Amidst the conflicting claims regarding the actions and
character of the parties contending for custody of almost-four year old Veronica,
it is the undisputed facts that seem most significant. Dusten Brown is Veronica’s father. Dusten Brown has fought for Veronica from the
time, when she was four months old, that he became aware that Veronica’s mother
wanted to place her for adoption. (There
is much dispute about what happened during the pregnancy and in those first
four months, but no substantive dispute about what happened since then.) The adoptive parents had the opportunity to
let go then, at four months, with comparatively little trauma to Veronica, but
instead fought in court against Dusten, delaying the handover of Vernonica to her father until
she was 27 months old. It is further
undisputed that Dusten, along with his parents and wife, form a loving and
successful family environment for Veronica, and that she has thrived with them
for the last 19 months.
Whatever
the law may say, ethically the result is clear:
Veronica should remain with her family.
This is true not only because it
would be traumatic for her to be moved, again, although that is certainly
relevant. More fundamentally, Veronica
should remain with her father and family because adoption should never be used
to take children away from a loving family.
Remember
when adoption was supposed to about providing families for “orphan” children,
or for children from abuse or neglect so severe that, after reasonable efforts
to rehabilitate and preserve the family, there was no way to make the family a
reasonably safe place? Unfortunately,
adoption all too often has become about the desire of adoptive parents to
parent, rather than the needs of a child for a home. There is nothing wrong with wanting to
parent a child, but everything wrong with taking someone else’s child to do
so.
The
Veronica case is distinctive because of the issues surrounding tribal
citizenship and the Indian Child Welfare Act, but the basic scenario of
adoptive families fighting to wrest or retain children from original family
members is all too commonplace. It is
very unfortunate that the law too often is structured to side with adoptive
parents in these settings. However, it
is even more unfortunate that adoptive parents who have a child for a few days,
weeks, or months before becoming aware that the original mother or father want
the child, feel justified in fighting to keep what they deem as “their”
child.
In this
case, it is particularly unjust that the adoptive couple have sought, and the
South Carolina courts granted, an order taking Veronica from her father and
family, without even a best interests hearing.

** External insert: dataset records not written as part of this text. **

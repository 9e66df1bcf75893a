//! Shared REST plumbing for the provider adapters.

use crate::config::HttpSettings;
use crate::error::{ProviderError, Result};
use repolink_types::ProviderKind;
use reqwest::header::{HeaderMap, HeaderValue, ACCEPT};
use reqwest::{Client, RequestBuilder, Response, StatusCode};
use serde::{de::DeserializeOwned, Deserialize, Serialize};
use std::time::Duration;
use tracing::{debug, warn};

/// Upper bound on pages fetched by a paginated listing.
pub const MAX_PAGES: u32 = 20;

/// A page of a link-paginated listing (Bitbucket).
#[derive(Debug, Deserialize)]
struct LinkedPage<T> {
    #[serde(default = "Vec::new")]
    values: Vec<T>,
    next: Option<String>,
}

/// How requests authenticate against a provider.
#[derive(Clone)]
pub enum Auth {
    /// `Authorization: Bearer <token>` (GitHub).
    Bearer(String),
    /// `Authorization: token <token>` (Gitea).
    Token(String),
    /// `PRIVATE-TOKEN: <token>` (GitLab).
    PrivateToken(String),
    /// HTTP basic authentication (Bitbucket app passwords).
    Basic {
        /// Username.
        username: String,
        /// Password or app password.
        password: String,
    },
}

/// HTTP client bound to one provider API.
#[derive(Clone)]
pub struct ApiClient {
    client: Client,
    provider: ProviderKind,
    base_url: String,
    auth: Auth,
    max_attempts: u32,
    retry_backoff: Duration,
}

impl ApiClient {
    /// Create a new client for `provider` rooted at `base_url`.
    pub fn new(
        provider: ProviderKind,
        base_url: impl Into<String>,
        auth: Auth,
        accept: &'static str,
        http: &HttpSettings,
    ) -> Result<Self> {
        let mut headers = HeaderMap::new();
        headers.insert(ACCEPT, HeaderValue::from_static(accept));

        let client = Client::builder()
            .user_agent(concat!("repolink/", env!("CARGO_PKG_VERSION")))
            .default_headers(headers)
            .timeout(http.timeout)
            .build()
            .map_err(|e| ProviderError::Network(e.to_string()))?;

        Ok(Self {
            client,
            provider,
            base_url: base_url.into().trim_end_matches('/').to_string(),
            auth,
            max_attempts: http.max_attempts.max(1),
            retry_backoff: http.retry_backoff,
        })
    }

    /// Base URL requests are resolved against.
    pub fn base_url(&self) -> &str {
        &self.base_url
    }

    fn url(&self, path: &str) -> String {
        format!("{}{path}", self.base_url)
    }

    fn authorize(&self, request: RequestBuilder) -> RequestBuilder {
        match &self.auth {
            Auth::Bearer(token) => request.bearer_auth(token),
            Auth::Token(token) => request.header("Authorization", format!("token {token}")),
            Auth::PrivateToken(token) => request.header("PRIVATE-TOKEN", token),
            Auth::Basic { username, password } => request.basic_auth(username, Some(password)),
        }
    }

    /// GET `path` relative to the base URL.
    pub async fn get<T: DeserializeOwned>(&self, path: &str) -> Result<T> {
        self.get_url(&self.url(path)).await
    }

    /// GET an absolute URL (pagination links).
    pub async fn get_url<T: DeserializeOwned>(&self, url: &str) -> Result<T> {
        let response = self.send_idempotent(url).await?;
        decode(response).await
    }

    /// GET every page of a page-numbered listing.
    ///
    /// Stops at the first short or empty page, or after [`MAX_PAGES`].
    pub async fn get_pages<T: DeserializeOwned>(
        &self,
        path: &str,
        size_param: &str,
        page_size: usize,
    ) -> Result<Vec<T>> {
        let mut all_items = Vec::new();
        let separator = if path.contains('?') { '&' } else { '?' };

        for page in 1..=MAX_PAGES {
            let paged = format!("{path}{separator}page={page}&{size_param}={page_size}");
            let items: Vec<T> = self.get(&paged).await?;

            let count = items.len();
            all_items.extend(items);

            if count < page_size {
                break;
            }
        }

        Ok(all_items)
    }

    /// GET every page of a listing that links to its next page.
    ///
    /// Stops when a page has no `next` link, or after [`MAX_PAGES`].
    pub async fn get_linked_pages<T: DeserializeOwned>(&self, path: &str) -> Result<Vec<T>> {
        let mut all_items = Vec::new();
        let mut url = Some(self.url(path));
        let mut fetched = 0;

        while let Some(current_url) = url {
            if fetched == MAX_PAGES {
                warn!(provider = %self.provider, %path, "Pagination limit reached");
                break;
            }
            let page: LinkedPage<T> = self.get_url(&current_url).await?;
            all_items.extend(page.values);
            url = page.next;
            fetched += 1;
        }

        Ok(all_items)
    }

    /// POST a JSON body to `path`.
    pub async fn post<T: DeserializeOwned, B: Serialize + ?Sized>(
        &self,
        path: &str,
        body: &B,
    ) -> Result<T> {
        let url = self.url(path);
        debug!(provider = %self.provider, %url, "POST");

        let response = self
            .authorize(self.client.post(&url).json(body))
            .send()
            .await
            .map_err(|e| ProviderError::Network(e.to_string()))?;

        decode(self.check(response, &url).await?).await
    }

    /// DELETE `path`.
    pub async fn delete(&self, path: &str) -> Result<()> {
        let url = self.url(path);
        debug!(provider = %self.provider, %url, "DELETE");

        let response = self
            .authorize(self.client.delete(&url))
            .send()
            .await
            .map_err(|e| ProviderError::Network(e.to_string()))?;

        self.check(response, &url).await?;
        Ok(())
    }

    /// Send a GET, retrying connection failures, timeouts and gateway errors.
    async fn send_idempotent(&self, url: &str) -> Result<Response> {
        let mut attempt = 1;
        loop {
            debug!(provider = %self.provider, %url, attempt, "GET");

            match self.authorize(self.client.get(url)).send().await {
                Ok(response)
                    if is_transient_status(response.status()) && attempt < self.max_attempts =>
                {
                    warn!(
                        provider = %self.provider,
                        %url,
                        status = response.status().as_u16(),
                        attempt,
                        "Transient response, retrying"
                    );
                }
                Ok(response) => return self.check(response, url).await,
                Err(e) if (e.is_timeout() || e.is_connect()) && attempt < self.max_attempts => {
                    warn!(
                        provider = %self.provider,
                        %url,
                        error = %e,
                        attempt,
                        "Request failed, retrying"
                    );
                }
                Err(e) => return Err(ProviderError::Network(e.to_string())),
            }

            tokio::time::sleep(self.retry_backoff * attempt).await;
            attempt += 1;
        }
    }

    /// Classify a response status.
    async fn check(&self, response: Response, url: &str) -> Result<Response> {
        let status = response.status();
        if status.is_success() {
            return Ok(response);
        }

        match status {
            StatusCode::NOT_FOUND => Err(ProviderError::NotFound(url.to_string())),
            StatusCode::UNAUTHORIZED => Err(ProviderError::AuthenticationFailed(format!(
                "Invalid {} credentials",
                self.provider
            ))),
            StatusCode::TOO_MANY_REQUESTS => {
                Err(ProviderError::RateLimitExceeded(retry_after(&response).unwrap_or(60)))
            }
            StatusCode::FORBIDDEN => {
                if let Some(wait) = rate_limit_reset(&response) {
                    return Err(ProviderError::RateLimitExceeded(wait));
                }
                Err(ProviderError::AuthenticationFailed(
                    "Access denied. Check your token permissions.".to_string(),
                ))
            }
            _ => {
                let body = response.text().await.unwrap_or_default();
                Err(ProviderError::Api {
                    status: status.as_u16(),
                    message: format!("{} API error: {body}", self.provider),
                })
            }
        }
    }
}

async fn decode<T: DeserializeOwned>(response: Response) -> Result<T> {
    response
        .json()
        .await
        .map_err(|e| ProviderError::Decode(e.to_string()))
}

fn is_transient_status(status: StatusCode) -> bool {
    matches!(
        status,
        StatusCode::BAD_GATEWAY | StatusCode::SERVICE_UNAVAILABLE | StatusCode::GATEWAY_TIMEOUT
    )
}

fn header_u64(response: &Response, name: &str) -> Option<u64> {
    response
        .headers()
        .get(name)
        .and_then(|v| v.to_str().ok())
        .and_then(|v| v.trim().parse().ok())
}

fn retry_after(response: &Response) -> Option<u64> {
    header_u64(response, "retry-after")
}

/// Seconds until a GitHub-style rate limit window resets, if exhausted.
fn rate_limit_reset(response: &Response) -> Option<u64> {
    if header_u64(response, "x-ratelimit-remaining")? != 0 {
        return None;
    }
    let reset = header_u64(response, "x-ratelimit-reset")?;
    let now = u64::try_from(chrono::Utc::now().timestamp()).unwrap_or_default();
    Some(reset.saturating_sub(now))
}
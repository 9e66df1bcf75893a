//! Bitbucket Cloud adapter.
//!
//! Bitbucket authenticates with a username and app password, paginates by
//! `next` links and does not sign webhook deliveries: every delivery is
//! reported as verified. Callers that need authenticity must restrict the
//! callback URL by other means.

use crate::client::{ApiClient, Auth};
use crate::config::{ProviderSettings, BITBUCKET_API_URL};
use crate::error::{ProviderError, Result};
use crate::provider::GitProvider;
use crate::webhook::{lookup, lookup_str, Extracted, PayloadShape, GITHUB_LIKE_SHAPE};

use async_trait::async_trait;
use chrono::{DateTime, Utc};
use repolink_types::{
    DeployKeyPair, DeployKeyRegistration, EventKind, ProviderKind, PullRequest, RepoCoordinates,
    RepositoryDescriptor, WebhookRegistration, DEFAULT_BRANCH,
};
use serde::{Deserialize, Serialize};
use serde_json::Value;
use tracing::info;

const PAGE_SIZE: usize = 100;

const EVENTS: &[(&str, EventKind)] = &[
    ("repo:push", EventKind::Push),
    ("pullrequest:created", EventKind::PullRequest),
];

/// GitHub-shaped payloads first, then Bitbucket's own push and pull
/// request objects.
const SHAPE: PayloadShape = PayloadShape {
    native: Some(native_payload),
    ..GITHUB_LIKE_SHAPE
};

/// Bitbucket API response types
#[derive(Debug, Deserialize)]
struct BitbucketRepo {
    uuid: Option<String>,
    slug: Option<String>,
    name: String,
    full_name: String,
    description: Option<String>,
    #[serde(default)]
    is_private: bool,
    mainbranch: Option<BitbucketNamed>,
    links: BitbucketLinks,
    language: Option<String>,
    website: Option<String>,
}

#[derive(Debug, Deserialize)]
struct BitbucketNamed {
    name: String,
}

#[derive(Debug, Default, Deserialize)]
struct BitbucketLinks {
    #[serde(default)]
    clone: Vec<BitbucketCloneLink>,
    html: Option<BitbucketHref>,
    #[serde(rename = "self")]
    self_link: Option<BitbucketHref>,
}

#[derive(Debug, Deserialize)]
struct BitbucketCloneLink {
    href: String,
    name: String,
}

#[derive(Debug, Deserialize)]
struct BitbucketHref {
    href: String,
}

impl BitbucketRepo {
    fn clone_link(&self, name: &str) -> Option<String> {
        self.links
            .clone
            .iter()
            .find(|link| link.name == name)
            .map(|link| link.href.clone())
    }
}

#[derive(Debug, Deserialize)]
struct BitbucketCommitPage {
    #[serde(default)]
    values: Vec<BitbucketCommit>,
}

#[derive(Debug, Deserialize)]
struct BitbucketCommit {
    hash: String,
}

#[derive(Debug, Deserialize)]
struct BitbucketPullRequest {
    id: u64,
    title: String,
    state: String,
    source: BitbucketEndpoint,
    destination: BitbucketEndpoint,
    author: Option<BitbucketUser>,
    #[serde(default)]
    links: BitbucketLinks,
    created_on: Option<DateTime<Utc>>,
    updated_on: Option<DateTime<Utc>>,
}

#[derive(Debug, Deserialize)]
struct BitbucketEndpoint {
    branch: BitbucketNamed,
    repository: Option<BitbucketFullName>,
}

#[derive(Debug, Deserialize)]
struct BitbucketFullName {
    full_name: String,
}

#[derive(Debug, Deserialize)]
struct BitbucketUser {
    display_name: String,
}

#[derive(Debug, Deserialize)]
struct BitbucketHook {
    uuid: String,
    url: String,
    #[serde(default)]
    active: bool,
    created_at: Option<DateTime<Utc>>,
    #[serde(default)]
    events: Vec<String>,
    #[serde(default)]
    skip_cert_verification: bool,
}

#[derive(Debug, Serialize)]
struct CreateHookRequest<'a> {
    description: &'a str,
    url: &'a str,
    active: bool,
    events: [&'a str; 2],
    skip_cert_verification: bool,
}

#[derive(Debug, Deserialize)]
struct BitbucketDeployKey {
    id: u64,
    label: String,
    created_on: Option<DateTime<Utc>>,
    #[serde(default)]
    links: BitbucketLinks,
}

#[derive(Debug, Serialize)]
struct CreateDeployKeyRequest<'a> {
    key: &'a str,
    label: &'a str,
}

impl From<BitbucketHook> for WebhookRegistration {
    fn from(hook: BitbucketHook) -> Self {
        Self {
            id: hook.uuid,
            active: hook.active,
            created_at: hook.created_at,
            url: hook.url,
            insecure: hook.skip_cert_verification,
            events: hook.events.into_iter().collect(),
        }
    }
}

/// SSH clone URL of a Bitbucket Cloud repository.
fn ssh_url(full_name: &str) -> String {
    format!("git@bitbucket.org:{full_name}.git")
}

/// Read Bitbucket's own `push.changes` and `pullrequest` payloads.
fn native_payload(event: &str, body: &Value) -> Option<Extracted> {
    let repository = lookup_str(body, "repository.full_name").map(ssh_url);

    if let Some(branch) = lookup_str(body, "push.changes.0.new.name") {
        return Some(Extracted {
            branch: branch.to_string(),
            action: None,
            ssh_url: repository,
        });
    }

    if lookup(body, "pullrequest").is_some_and(Value::is_object) {
        return Some(Extracted {
            branch: lookup_str(body, "pullrequest.source.branch.name")
                .unwrap_or(DEFAULT_BRANCH)
                .to_string(),
            action: event.split_once(':').map(|(_, action)| action.to_string()),
            ssh_url: lookup_str(body, "pullrequest.source.repository.full_name")
                .map(ssh_url)
                .or(repository),
        });
    }

    None
}

/// URL-safe form of a `{uuid}` path segment.
fn encode_segment(segment: &str) -> String {
    url::form_urlencoded::byte_serialize(segment.as_bytes()).collect()
}

/// Adapter for Bitbucket Cloud.
pub struct BitbucketProvider {
    client: Option<ApiClient>,
    deploy_key_title: String,
}

impl BitbucketProvider {
    /// Create the adapter; it is disabled without a username and app
    /// password.
    pub fn new(settings: &ProviderSettings) -> Result<Self> {
        let bitbucket = &settings.bitbucket;
        let client = match (&bitbucket.username, &bitbucket.app_password) {
            (Some(username), Some(password)) => {
                let base_url = bitbucket.base_url.as_deref().unwrap_or(BITBUCKET_API_URL);
                info!(provider = "bitbucket", %base_url, %username, "Bitbucket enabled");
                Some(ApiClient::new(
                    ProviderKind::Bitbucket,
                    base_url,
                    Auth::Basic {
                        username: username.clone(),
                        password: password.clone(),
                    },
                    "application/json",
                    &settings.http,
                )?)
            }
            _ => {
                info!(
                    provider = "bitbucket",
                    "Bitbucket disabled: BITBUCKET_USERNAME and BITBUCKET_APP_PASSWORD required"
                );
                None
            }
        };

        Ok(Self {
            client,
            deploy_key_title: settings.deploy_key_title.clone(),
        })
    }

    fn api(&self) -> Result<&ApiClient> {
        self.client
            .as_ref()
            .ok_or(ProviderError::Disabled(ProviderKind::Bitbucket))
    }

    async fn names(&self, path: &str) -> Result<Vec<String>> {
        let items: Vec<BitbucketNamed> = self.api()?.get_linked_pages(path).await?;
        Ok(items.into_iter().map(|i| i.name).collect())
    }
}

#[async_trait]
impl GitProvider for BitbucketProvider {
    fn kind(&self) -> ProviderKind {
        ProviderKind::Bitbucket
    }

    fn is_enabled(&self) -> bool {
        self.client.is_some()
    }

    fn deploy_key_title(&self) -> &str {
        &self.deploy_key_title
    }

    fn webhook_secret(&self) -> Option<&str> {
        None
    }

    fn event_table(&self) -> &'static [(&'static str, EventKind)] {
        EVENTS
    }

    fn payload_shape(&self) -> &PayloadShape {
        &SHAPE
    }

    async fn fetch_repository(&self, repo: &RepoCoordinates) -> Result<RepositoryDescriptor> {
        let bb: BitbucketRepo = self.api()?.get(&format!("/repositories/{repo}")).await?;
        let owner = bb
            .full_name
            .split_once('/')
            .map_or_else(|| repo.owner.clone(), |(owner, _)| owner.to_string());

        // Only repositories the credentials own are listed, so access is
        // assumed.
        Ok(RepositoryDescriptor {
            id: bb.uuid.clone(),
            owner,
            name: bb.slug.clone().unwrap_or_else(|| bb.name.clone()),
            description: bb.description.clone().filter(|d| !d.is_empty()),
            private: bb.is_private,
            ssh_url: bb.clone_link("ssh"),
            clone_url: bb.clone_link("https"),
            default_branch: bb.mainbranch.as_ref().map(|b| b.name.clone()),
            admin: true,
            push: true,
            language: bb.language.clone().filter(|l| !l.is_empty()),
            homepage: bb.website.clone().filter(|w| !w.is_empty()),
        })
    }

    async fn fetch_repos(&self) -> Result<Vec<String>> {
        let repos: Vec<BitbucketRepo> = self
            .api()?
            .get_linked_pages(&format!("/repositories?role=member&pagelen={PAGE_SIZE}"))
            .await?;
        Ok(repos.iter().filter_map(|r| r.clone_link("ssh")).collect())
    }

    async fn fetch_branches(&self, repo: &RepoCoordinates) -> Result<Vec<String>> {
        self.names(&format!("/repositories/{repo}/refs/branches?pagelen={PAGE_SIZE}"))
            .await
    }

    async fn fetch_tags(&self, repo: &RepoCoordinates) -> Result<Vec<String>> {
        self.names(&format!("/repositories/{repo}/refs/tags?pagelen={PAGE_SIZE}"))
            .await
    }

    async fn fetch_commits(&self, repo: &RepoCoordinates) -> Result<Vec<String>> {
        let page: BitbucketCommitPage = self
            .api()?
            .get(&format!("/repositories/{repo}/commits?pagelen={PAGE_SIZE}"))
            .await?;
        Ok(page.values.into_iter().map(|c| c.hash).collect())
    }

    async fn fetch_pull_requests(&self, repo: &RepoCoordinates) -> Result<Vec<PullRequest>> {
        let pulls: Vec<BitbucketPullRequest> = self
            .api()?
            .get_linked_pages(&format!(
                "/repositories/{repo}/pullrequests?state=OPEN&pagelen=50"
            ))
            .await?;

        Ok(pulls
            .into_iter()
            .map(|pr| PullRequest {
                number: pr.id,
                title: pr.title,
                state: pr.state,
                url: pr.links.html.map(|l| l.href).unwrap_or_default(),
                ssh_url: pr.source.repository.map(|r| ssh_url(&r.full_name)),
                source_branch: pr.source.branch.name,
                target_branch: pr.destination.branch.name,
                author: pr.author.map(|a| a.display_name),
                created_at: pr.created_on,
                updated_at: pr.updated_on,
            })
            .collect())
    }

    async fn list_webhooks(&self, owner: &str, repo: &str) -> Result<Vec<WebhookRegistration>> {
        let hooks: Vec<BitbucketHook> = self
            .api()?
            .get_linked_pages(&format!("/repositories/{owner}/{repo}/hooks"))
            .await?;
        Ok(hooks.into_iter().map(Into::into).collect())
    }

    async fn create_webhook(
        &self,
        owner: &str,
        repo: &str,
        url: &str,
        _secret: &str,
    ) -> Result<WebhookRegistration> {
        let request = CreateHookRequest {
            description: "repolink webhook",
            url,
            active: true,
            events: ["repo:push", "pullrequest:created"],
            skip_cert_verification: false,
        };
        let hook: BitbucketHook = self
            .api()?
            .post(&format!("/repositories/{owner}/{repo}/hooks"), &request)
            .await?;
        Ok(hook.into())
    }

    async fn remove_webhook(&self, owner: &str, repo: &str, id: &str) -> Result<()> {
        self.api()?
            .delete(&format!(
                "/repositories/{owner}/{repo}/hooks/{}",
                encode_segment(id)
            ))
            .await
    }

    async fn register_deploy_key(
        &self,
        owner: &str,
        repo: &str,
        keys: DeployKeyPair,
    ) -> Result<DeployKeyRegistration> {
        let request = CreateDeployKeyRequest {
            key: &keys.public_key,
            label: &self.deploy_key_title,
        };
        let key: BitbucketDeployKey = self
            .api()?
            .post(&format!("/repositories/{owner}/{repo}/deploy-keys"), &request)
            .await?;

        // Bitbucket deploy keys are always read-only.
        Ok(DeployKeyRegistration {
            id: key.id.to_string(),
            title: key.label,
            verified: true,
            created_at: key.created_on,
            url: key.links.self_link.map(|l| l.href).unwrap_or_default(),
            read_only: true,
            keys,
        })
    }

    async fn remove_deploy_key(&self, owner: &str, repo: &str, id: &str) -> Result<()> {
        self.api()?
            .delete(&format!("/repositories/{owner}/{repo}/deploy-keys/{id}"))
            .await
    }
}
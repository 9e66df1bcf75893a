//! Error types for provider operations.

use repolink_types::{MalformedUrl, ProviderKind};
use thiserror::Error;

/// Errors returned by provider adapters.
#[derive(Debug, Error)]
pub enum ProviderError {
    /// The adapter was constructed without credentials.
    #[error("{0} provider is disabled: no credentials configured")]
    Disabled(ProviderKind),

    /// The repository URL could not be parsed.
    #[error(transparent)]
    MalformedUrl(#[from] MalformedUrl),

    /// Repository or resource not found on the provider.
    #[error("Not found: {0}")]
    NotFound(String),

    /// The provider rejected the configured credentials.
    #[error("Authentication failed: {0}")]
    AuthenticationFailed(String),

    /// Rate limit exceeded.
    #[error("Rate limit exceeded, retry after {0} seconds")]
    RateLimitExceeded(u64),

    /// The provider answered with an unexpected status.
    #[error("API request failed ({status}): {message}")]
    Api {
        /// HTTP status code.
        status: u16,
        /// Response body or description.
        message: String,
    },

    /// The request never produced a response.
    #[error("Network error: {0}")]
    Network(String),

    /// The response body did not match the expected shape.
    #[error("Failed to decode response: {0}")]
    Decode(String),

    /// Invalid configuration.
    #[error("Invalid configuration: {0}")]
    InvalidConfig(String),
}

impl ProviderError {
    /// HTTP-like status code describing the failure.
    pub fn status(&self) -> u16 {
        match self {
            Self::Disabled(_) => 503,
            Self::MalformedUrl(_) => 400,
            Self::NotFound(_) => 404,
            Self::AuthenticationFailed(_) => 401,
            Self::RateLimitExceeded(_) => 429,
            Self::Api { status, .. } => *status,
            Self::Network(_) | Self::Decode(_) => 502,
            Self::InvalidConfig(_) => 500,
        }
    }

    /// Short human-readable status.
    pub fn status_text(&self) -> &'static str {
        match self {
            Self::Disabled(_) => "disabled",
            Self::MalformedUrl(_) => "malformed url",
            Self::NotFound(_) => "not found",
            Self::AuthenticationFailed(_) => "unauthorized",
            Self::RateLimitExceeded(_) => "rate limited",
            _ => "error",
        }
    }
}

/// Result type for provider operations.
pub type Result<T> = std::result::Result<T, ProviderError>;

/// A webhook delivery that cannot be turned into a canonical event.
///
/// Callers reject the delivery and must not trigger a build.
#[derive(Debug, Clone, PartialEq, Eq, Error)]
pub enum NormalizeError {
    /// The event name is not in the provider's lookup table.
    #[error("unsupported {provider} event: {event}")]
    UnsupportedEvent {
        /// Provider the delivery was routed to.
        provider: ProviderKind,
        /// Provider-native event name.
        event: String,
    },

    /// The body is not JSON or lacks the source repository.
    #[error("malformed {provider} payload: {reason}")]
    MalformedPayload {
        /// Provider the delivery was routed to.
        provider: ProviderKind,
        /// What was wrong with the payload.
        reason: String,
    },
}
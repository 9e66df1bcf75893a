//! Shared helpers for adapter tests against a mock provider API.

#![allow(dead_code)]

use repolink_providers::config::{BitbucketSettings, TokenSettings};
use repolink_providers::ProviderSettings;
use std::time::Duration;

pub const TOKEN: &str = "test-token";
pub const BITBUCKET_USER: &str = "bot";
pub const BITBUCKET_PASSWORD: &str = "pass";
pub const WEBHOOK_SECRET: &str = "s3cret";
pub const CALLBACK_URL: &str = "https://ci.example.com/api/repo/webhooks";

fn token(base_url: &str) -> TokenSettings {
    TokenSettings {
        token: Some(TOKEN.to_string()),
        base_url: Some(base_url.to_string()),
    }
}

/// Settings with every adapter pointed at `base_url` and a fast retry.
pub fn settings(base_url: &str) -> ProviderSettings {
    let mut settings = ProviderSettings {
        github: token(base_url),
        gitlab: token(base_url),
        gitea: token(base_url),
        bitbucket: BitbucketSettings {
            username: Some(BITBUCKET_USER.to_string()),
            app_password: Some(BITBUCKET_PASSWORD.to_string()),
            base_url: Some(base_url.to_string()),
        },
        webhook_secret: Some(WEBHOOK_SECRET.to_string()),
        ..ProviderSettings::default()
    };
    settings.http.retry_backoff = Duration::from_millis(1);
    settings.http.timeout = Duration::from_secs(5);
    settings
}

It is ironic that the adoptive parents make the argument that the
transfer should be done quickly for Veronica’s sake, when in terms of
Veronica’s best interests there is no indication that the transfer should take
place at all. Indeed, if the adoptive couple had wanted to
minimize Veronica’s trauma they would have returned the child to her father as
soon as he sought it, when she was four months old. This
case has become a revealing illustration of the determination of adoptive
parents to obtain, take, and keep children, regardless of whether those
children indeed have a parent and family who love and want them.
Others
have noted a certain religious backdrop to this case, related primarily to
organizations supporting the adoptive parents or involved in the adoption who
claim a religious purpose or affiliation---specifically Christian. Without claiming to evaluate those ties, my
belief as a Christian is that, regardless of what the courts decide as a matter
of legal right, the adoptive parents should allow Veronica to remain with her
father and family. Perhaps they can
work out some access to Veronica, perhaps not:
but they should honor Veronica’s family relationships. Indeed, one wonders whether the determination
to wrest Veronica from her father could be viewed as a kind of coveting of
another’s child, and if successful as a kind of child stealing: violations of the 8th and 10th
commandments.
The
Christian community—and especially the Christian adoption movement-- should see
the Veronica case as an opportunity to establish several fundamental
principles, without which adoption becomes exploitation and sin. Adoption should not be used as a means to
take children from their original family when that family loves and wants them,
and is able to provide a positive and safe environment for them. In regard to the tribal aspects of the case,
it needs to be made clear that the Christian community has no desire to use the
power of the state or law to wrest children away from their original
communities for the sake of “Christianizing” them or separating them from their
birth cultures, as was done so often in the past. This
case is an opportunity for the Christian adoption movement to clearly repudiate
the shameful history of the use of adoption and other means to accomplish a
kind of cultural genocide. This case is also an opportunity to make clear
that there is a strong priority for children to be raised, whenever possible,
by their biological parents, and that therefore biological parents have
priority over prospective adoptive parents.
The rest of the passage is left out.